* [Dataset records]:
^^^^^^^^^^^^^^^^

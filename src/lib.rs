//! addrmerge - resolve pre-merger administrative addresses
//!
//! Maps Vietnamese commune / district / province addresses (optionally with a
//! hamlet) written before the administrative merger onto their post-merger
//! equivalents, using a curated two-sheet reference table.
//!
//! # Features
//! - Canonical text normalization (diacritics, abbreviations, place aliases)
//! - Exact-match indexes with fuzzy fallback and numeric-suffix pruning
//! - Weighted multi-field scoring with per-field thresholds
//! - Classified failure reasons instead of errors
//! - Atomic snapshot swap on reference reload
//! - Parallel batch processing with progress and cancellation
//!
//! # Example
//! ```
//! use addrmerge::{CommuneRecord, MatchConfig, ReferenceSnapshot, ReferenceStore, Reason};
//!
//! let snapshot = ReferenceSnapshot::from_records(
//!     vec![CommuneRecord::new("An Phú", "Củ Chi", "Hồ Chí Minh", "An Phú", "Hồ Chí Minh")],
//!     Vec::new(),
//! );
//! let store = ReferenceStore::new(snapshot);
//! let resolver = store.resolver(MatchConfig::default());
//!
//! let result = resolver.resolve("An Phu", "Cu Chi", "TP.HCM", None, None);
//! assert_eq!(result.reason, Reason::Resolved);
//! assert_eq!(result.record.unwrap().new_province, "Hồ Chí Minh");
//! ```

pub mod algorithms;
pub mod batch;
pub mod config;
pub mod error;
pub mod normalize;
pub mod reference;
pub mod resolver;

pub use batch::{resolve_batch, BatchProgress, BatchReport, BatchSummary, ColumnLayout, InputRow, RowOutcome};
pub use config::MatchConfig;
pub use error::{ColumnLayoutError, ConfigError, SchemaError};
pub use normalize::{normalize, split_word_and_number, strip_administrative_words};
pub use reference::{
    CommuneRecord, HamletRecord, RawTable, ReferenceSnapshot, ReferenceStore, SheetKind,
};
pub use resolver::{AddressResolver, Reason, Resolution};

^^^^^^^^^^^^^^^^

* [TASK TO COMPLETE]:
From the first line to the last, copy the records without alteration.

* [RESULT OF THE EXERCISE]:
filename src/lib.rs
//! addrmerge - resolve pre-merger administrative addresses
//!
//! Maps Vietnamese commune / district / province addresses (optionally with a
//! hamlet) written before the administrative merger onto their post-merger
//! equivalents, using a curated two-sheet reference table.
//!
//! # Features
//! - Canonical text normalization (diacritics, abbreviations, place aliases)
//! - Exact-match indexes with fuzzy fallback and numeric-suffix pruning
//! - Weighted multi-field scoring with per-field thresholds
//! - Classified failure reasons instead of errors
//! - Atomic snapshot swap on reference reload
//! - Parallel batch processing with progress and cancellation
//!
//! # Example
//! ```
//! use addrmerge::{CommuneRecord, MatchConfig, ReferenceSnapshot, ReferenceStore, Reason};
//!
//! let snapshot = ReferenceSnapshot::from_records(
//!     vec![CommuneRecord::new("An Phú", "Củ Chi", "Hồ Chí Minh", "An Phú", "Hồ Chí Minh")],
//!     Vec::new(),
//! );
//! let store = ReferenceStore::new(snapshot);
//! let resolver = store.resolver(MatchConfig::default());
//!
//! let result = resolver.resolve("An Phu", "Cu Chi", "TP.HCM", None, None);
//! assert_eq!(result.reason, Reason::Resolved);
//! assert_eq!(result.record.unwrap().new_province, "Hồ Chí Minh");
//! ```

pub mod algorithms;
pub mod batch;
pub mod config;
pub mod error;
pub mod normalize;
pub mod reference;
pub mod resolver;

pub use batch::{resolve_batch, BatchProgress, BatchReport, BatchSummary, ColumnLayout, InputRow, RowOutcome};
pub use config::MatchConfig;
pub use error::{ColumnLayoutError, ConfigError, SchemaError};
pub use normalize::{normalize, split_word_and_number, strip_administrative_words};
pub use reference::{
    CommuneRecord, HamletRecord, RawTable, ReferenceSnapshot, ReferenceStore, SheetKind,
};
pub use resolver::{AddressResolver, Reason, Resolution};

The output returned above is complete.